The unit test for this change is: eblong.com/zarf/glulx/extbinaryfile.ulx

I’ve pushed a cheapglk change which implements this. (To github, not yet released.) My other interpreters have not yet caught up.

djfletch · March 16, 2013, 1:35pm

I’m a bit late to this thread, but I wanted to say that at one point I experimented with writing transcripts as HTML. It worked out OK, although I never got round to releasing anything.

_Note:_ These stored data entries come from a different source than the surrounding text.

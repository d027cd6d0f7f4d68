//! REST endpoints for page resources.

use axum::Json;
use axum::extract::{Extension, Path, Query, State};
use axum::http::{HeaderMap, StatusCode, header};
use axum::response::{IntoResponse, Response};
use pressroom_api_types::{PageWriteRequest, PublishRequest};
use uuid::Uuid;

use crate::application::error::AppError;
use crate::application::search::SearchParams;
use crate::domain::resource::{Resource, ResourceKind, Version};
use crate::domain::security::Principal;

use super::convert::{resource_document, search_result_document};
use super::state::HttpState;

fn if_match(headers: &HeaderMap) -> String {
    headers
        .get(header::IF_MATCH)
        .and_then(|value| value.to_str().ok())
        .unwrap_or_default()
        .to_string()
}

fn document_response(status: StatusCode, resource: &Resource) -> Response {
    let document = resource_document(resource);
    let mut response = (status, Json(document)).into_response();
    if let Ok(etag) = resource.etag().parse() {
        response.headers_mut().insert(header::ETAG, etag);
    }
    response
}

fn parse_version(query: &VersionQuery) -> Result<Option<Version>, AppError> {
    match query.version.as_deref() {
        None => Ok(None),
        Some(raw) => Version::try_from(raw)
            .map(Some)
            .map_err(|_| AppError::validation(format!("unknown version `{raw}`"))),
    }
}

#[derive(Debug, serde::Deserialize)]
pub struct VersionQuery {
    pub version: Option<String>,
}

/// `GET /api/pages` — structured listing over the page index.
pub async fn list_pages(
    State(state): State<HttpState>,
    Extension(principal): Extension<Principal>,
    Query(mut params): Query<SearchParams>,
) -> Result<Response, AppError> {
    params.kind = Some(String::from("page"));
    let caller = (!principal.is_anonymous()).then(|| principal.user().clone());
    let result = state
        .search
        .search(&state.site, &params, caller.as_ref())
        .await?;
    Ok(Json(search_result_document(&result)).into_response())
}

/// `GET /api/pages/{id}` — one version slot of a page.
pub async fn get_page(
    State(state): State<HttpState>,
    Path(id): Path<Uuid>,
    Query(query): Query<VersionQuery>,
) -> Result<Response, AppError> {
    let page = match parse_version(&query)? {
        Some(version) => state.pages.get(&state.site, id, version).await?,
        None => state.pages.get_any(&state.site, id).await?,
    };
    if page.kind() != ResourceKind::Page {
        return Err(AppError::NotFound);
    }
    Ok(document_response(StatusCode::OK, &page))
}

/// `POST /api/pages` — create a draft.
pub async fn create_page(
    State(state): State<HttpState>,
    Extension(principal): Extension<Principal>,
    Json(request): Json<PageWriteRequest>,
) -> Result<Response, AppError> {
    let created = state.pages.create(&state.site, &principal, request).await?;
    Ok(document_response(StatusCode::CREATED, &created))
}

/// `PUT /api/pages/{id}` — replace the draft; requires `If-Match`.
pub async fn update_page(
    State(state): State<HttpState>,
    Extension(principal): Extension<Principal>,
    Path(id): Path<Uuid>,
    headers: HeaderMap,
    Json(request): Json<PageWriteRequest>,
) -> Result<Response, AppError> {
    let updated = state
        .pages
        .update(&state.site, &principal, id, &if_match(&headers), request)
        .await?;
    Ok(document_response(StatusCode::OK, &updated))
}

/// `DELETE /api/pages/{id}` — drop every version; requires `If-Match`.
pub async fn delete_page(
    State(state): State<HttpState>,
    Extension(principal): Extension<Principal>,
    Path(id): Path<Uuid>,
    headers: HeaderMap,
) -> Result<StatusCode, AppError> {
    state
        .pages
        .delete(&state.site, &principal, id, &if_match(&headers))
        .await?;
    state.previews.evict(&state.site, id);
    Ok(StatusCode::NO_CONTENT)
}

/// `POST /api/pages/{id}/lock`.
pub async fn lock_page(
    State(state): State<HttpState>,
    Extension(principal): Extension<Principal>,
    Path(id): Path<Uuid>,
) -> Result<Response, AppError> {
    let locked = state.pages.lock(&state.site, &principal, id).await?;
    Ok(document_response(StatusCode::OK, &locked))
}

/// `DELETE /api/pages/{id}/lock`.
pub async fn unlock_page(
    State(state): State<HttpState>,
    Extension(principal): Extension<Principal>,
    Path(id): Path<Uuid>,
) -> Result<Response, AppError> {
    let unlocked = state.pages.unlock(&state.site, &principal, id).await?;
    Ok(document_response(StatusCode::OK, &unlocked))
}

/// `POST /api/pages/{id}/publish` — promote WORK to LIVE; requires
/// `If-Match`.
pub async fn publish_page(
    State(state): State<HttpState>,
    Extension(principal): Extension<Principal>,
    Path(id): Path<Uuid>,
    headers: HeaderMap,
    request: Option<Json<PublishRequest>>,
) -> Result<Response, AppError> {
    let request = request.map(|Json(request)| request).unwrap_or_default();
    let live = state
        .pages
        .publish(&state.site, &principal, id, &if_match(&headers), request)
        .await?;
    Ok(document_response(StatusCode::OK, &live))
}

/// `DELETE /api/pages/{id}/publish` — take the LIVE version down; requires
/// `If-Match`.
pub async fn unpublish_page(
    State(state): State<HttpState>,
    Extension(principal): Extension<Principal>,
    Path(id): Path<Uuid>,
    headers: HeaderMap,
) -> Result<Response, AppError> {
    let work = state
        .pages
        .unpublish(&state.site, &principal, id, &if_match(&headers))
        .await?;
    Ok(document_response(StatusCode::OK, &work))
}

So at some point I might lobby for an exception to the UTF-8 requirement, along the lines of: if the fileref is created by a prompt, where the user can choose a file type, then the library is allowed to write what the user asks for.

UTF-8 could be required to be one of the choices offered. You might also restrict this behaviour to fileusage_Transcript only.

I don’t know if I’ll ever manage to resurrect my implementation, so it may not be worth worrying about for now.

zarf · March 16, 2013, 7:12pm

That is a fair point. I had HTML transcript output in the back of my mind when I originally designed the spec, but nobody ever went that direction.

zarf · March 20, 2013, 7:40pm

I’ve added a couple of lines:

…and notes to this effect on glk_stream_open_file_uni() and glk_fileref_create_by_prompt().